Hepatic impairment. Hypotel is contraindicated in patients with severe hepatic impairment.
For patients with mild or moderate hepatic impairment, the daily dose should not exceed 40 mg once daily (see section "Special warnings and precautions for use").
Elderly patients: No dose adjustment is required for elderly patients.
Method of application.
Take Hipotel once a day orally with sufficient liquid, with/or without food.
Store the tablets in a sealed blister to protect from moisture. The tablets should be removed from the blister immediately before use.
Children.
The safety and efficacy of Hipotel in children (under 18 years of age) have not been studied.
Overdose
Limited information on human overdose.
Symptoms: The most significant manifestations of telmisartan overdose were hypotension and tachycardia; bradycardia, dizziness, increased serum creatinine concentration and acute renal failure have also been reported.
Therapy. Telmisartan is not removed by hemodialysis. Patients should be closely monitored and receive symptomatic and supportive therapy. Therapy depends on the time of drug administration and the severity of symptoms. Recommended measures include induction of vomiting and/or gastric lavage. Activated charcoal may be used in the treatment of overdose. Serum electrolytes and creatinine levels should be monitored frequently. If hypotension occurs, the patient should be placed on his back and assistance should be provided to rapidly replenish the volume of fluid and salt in the body.
Adverse reactions
Infections and infestations: upper respiratory tract infections, including pharyngitis and sinusitis; urinary tract infections, including cystitis; sepsis, including fatal outcomes.
From the blood and lymphatic system: anemia, thrombocytopenia, eosinophilia.
Immune system disorders: hypersensitivity, anaphylactic reaction.
Metabolic disorders: hyperkalemia, hypoglycemia (in patients with diabetes).
Mental disorders: depression, insomnia, anxiety.
Nervous system: syncope, drowsiness.
On the part of the organs of vision: visual impairment.
From the side of the organs of hearing, vestibular apparatus: vertigo.
Cardiac: bradycardia, tachycardia.
Vascular disorders: arterial hypotension, orthostatic hypotension.
Respiratory, thoracic and mediastinal disorders: dyspnea, cough, interstitial lung disease.
On the part of the digestive tract: abdominal pain, diarrhea, dyspepsia, flatulence, vomiting, discomfort in the stomach area, dry mouth, dysgeusia.
Hepatobiliary system: liver dysfunction/hepatic disorders.
Skin and subcutaneous tissue disorders: increased sweating, itching, rash, erythema, angioedema (including fatal), drug dermatitis, toxic dermatitis, eczema, urticaria.
Musculoskeletal and connective tissue disorders: myalgia, back pain (e.g. sciatica), muscle cramps, arthralgia, pain in extremities, tendon pain (symptoms similar to tendinitis).
From the urinary system: renal dysfunction, including acute renal failure.

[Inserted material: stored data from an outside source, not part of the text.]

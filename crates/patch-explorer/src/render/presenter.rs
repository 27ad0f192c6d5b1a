//! Patch presenter producing the text handed to the host view.

use crate::highlight::ansi::paint;
use crate::highlight::{
    extract_filename_from_header, DiffBackground, HighlightAssets, Palette, SyntaxHighlighter,
};
use crate::model::{LineKind, Patch};
use crate::state::{SelectionMode, SelectionRange};
use ratatui::style::{Modifier, Style};
use std::collections::HashSet;

/// Options for a styled render.
#[derive(Debug, Clone, Default, PartialEq, Eq)]
pub struct RenderOptions {
    /// Rows included in a custom patch being built.
    pub included: HashSet<usize>,
    /// Selected rows; `None` hides the indicator on every row.
    pub selection: Option<SelectionRange>,
    /// Line mode leaves the selection cue to the host's full-row highlight.
    pub mode: SelectionMode,
    /// Width of the host view. Informational only: rows are not padded,
    /// since the width does not reliably match the host's wrapping.
    pub view_width: usize,
}

/// Format the whole patch as plain text, suitable for `git apply`.
///
/// Every row (header, hunk headers and body) followed by a newline, without
/// any styling. Empty if the patch contains no changes.
pub fn format_plain(patch: &Patch) -> String {
    if !patch.contains_changes() {
        return String::new();
    }

    patch
        .rows()
        .iter()
        .map(|row| format!("{}\n", row.content))
        .collect()
}

/// Format rows `start..=end` as plain text.
///
/// Used to turn a selection into a patch fragment. A range outside the patch
/// yields an empty string.
pub fn format_range_plain(patch: &Patch, start: usize, end: usize) -> String {
    let rows = patch.rows();
    rows.get(start..=end)
        .unwrap_or_default()
        .iter()
        .map(|row| format!("{}\n", row.content))
        .collect()
}

/// Format the patch for a view: colored, syntax highlighted, with the
/// selection indicator in the margin.
///
/// The file name for highlighting is recovered from the patch header; when
/// none is found lines keep their diff coloring without syntax colors.
pub fn format_view(patch: &Patch, opts: &RenderOptions, assets: &HighlightAssets) -> String {
    let highlighter = extract_filename_from_header(patch.header())
        .map(|filename| assets.highlighter_for(&filename));

    PatchPresenter {
        patch,
        opts,
        highlighter,
        palette: assets.palette(),
    }
    .format()
}

struct PatchPresenter<'a> {
    patch: &'a Patch,
    opts: &'a RenderOptions,
    highlighter: Option<SyntaxHighlighter<'a>>,
    palette: &'a Palette,
}

impl PatchPresenter<'_> {
    fn format(&self) -> String {
        // No additions or deletions means the patch is effectively empty.
        if !self.patch.contains_changes() {
            return String::new();
        }

        let mut buf = String::new();
        let mut row = 0;

        let header_style = Style::default()
            .fg(self.palette.default_foreground)
            .add_modifier(Modifier::BOLD);
        for line in self.patch.header() {
            // Header lines are not part of the selectable patch body.
            self.append_row(&mut buf, row, false, &paint(header_style, line));
            row += 1;
        }

        for hunk in self.patch.hunks() {
            let marker = paint(Style::default().fg(self.palette.accent), &hunk.header_start);
            let context = self.format_line(
                &hunk.header_context,
                self.line_style(LineKind::Context),
                false,
                LineKind::Context,
            );
            self.append_row(&mut buf, row, true, &(marker + &context));
            row += 1;

            for line in &hunk.body_lines {
                let included = line.is_change() && self.opts.included.contains(&row);
                let text =
                    self.format_line(&line.content, self.line_style(line.kind), included, line.kind);
                self.append_row(&mut buf, row, true, &text);
                row += 1;
            }
        }

        buf
    }

    fn append_row(&self, buf: &mut String, row: usize, selectable: bool, text: &str) {
        buf.push_str(&self.selection_indicator(row, selectable));
        buf.push_str(text);
        buf.push('\n');
    }

    /// Margin indicator for hunk/range mode.
    ///
    /// Line mode gets nothing because the host highlights the full row.
    /// Unselected rows get a space so columns stay aligned.
    fn selection_indicator(&self, row: usize, selectable: bool) -> String {
        if self.opts.mode == SelectionMode::Line {
            return String::new();
        }

        let selected = selectable && self.opts.selection.is_some_and(|s| s.contains(row));
        if selected {
            paint(
                Style::default().fg(self.palette.accent),
                &self.palette.indicator.to_string(),
            )
        } else {
            " ".to_string()
        }
    }

    fn line_style(&self, kind: LineKind) -> Style {
        let fg = match kind {
            LineKind::Addition => self.palette.addition_foreground,
            LineKind::Deletion => self.palette.deletion_foreground,
            LineKind::Context => self.palette.default_foreground,
        };
        Style::default().fg(fg)
    }

    /// Style the diff marker, then the code after it.
    fn format_line(&self, text: &str, text_style: Style, included: bool, kind: LineKind) -> String {
        let marker_style = if included {
            text_style.bg(self.palette.included_background)
        } else {
            text_style
        };

        let Some((split, _)) = text.char_indices().nth(1) else {
            return paint(marker_style, text);
        };
        let (marker, code) = text.split_at(split);

        let bg = match kind {
            LineKind::Addition => DiffBackground::Addition,
            LineKind::Deletion => DiffBackground::Deletion,
            LineKind::Context => DiffBackground::None,
        };

        let code = match &self.highlighter {
            Some(highlighter) => highlighter.highlight_line_with_background(code, bg),
            None => {
                let style = match self.palette.background(bg) {
                    Some(color) => text_style.bg(color),
                    None => text_style,
                };
                paint(style, code)
            }
        };

        paint(marker_style, marker) + &code
    }
}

General disorders: chest pain, asthenia (weakness), flu-like symptoms.
Laboratory data: increased creatinine in the blood, increased uric acid in the blood, increased liver enzymes, increased creatine phosphokinase (CPK) in the blood, decreased hemoglobin.
Expiration date
2 years.
Storage conditions
Store at a temperature not exceeding 25 ºC in the original packaging.
Keep out of reach of children.
Packaging
10 tablets in a blister; 3 blisters in a cardboard box.
14 tablets in a blister; 2 or 4 or 6 blisters in a cardboard box.
Vacation category
According to the recipe.
Producer
"KUSUM FARM" LLC.
Location of the manufacturer and its business address
Ukraine, 40020, Sumy, Skryabina St., 54.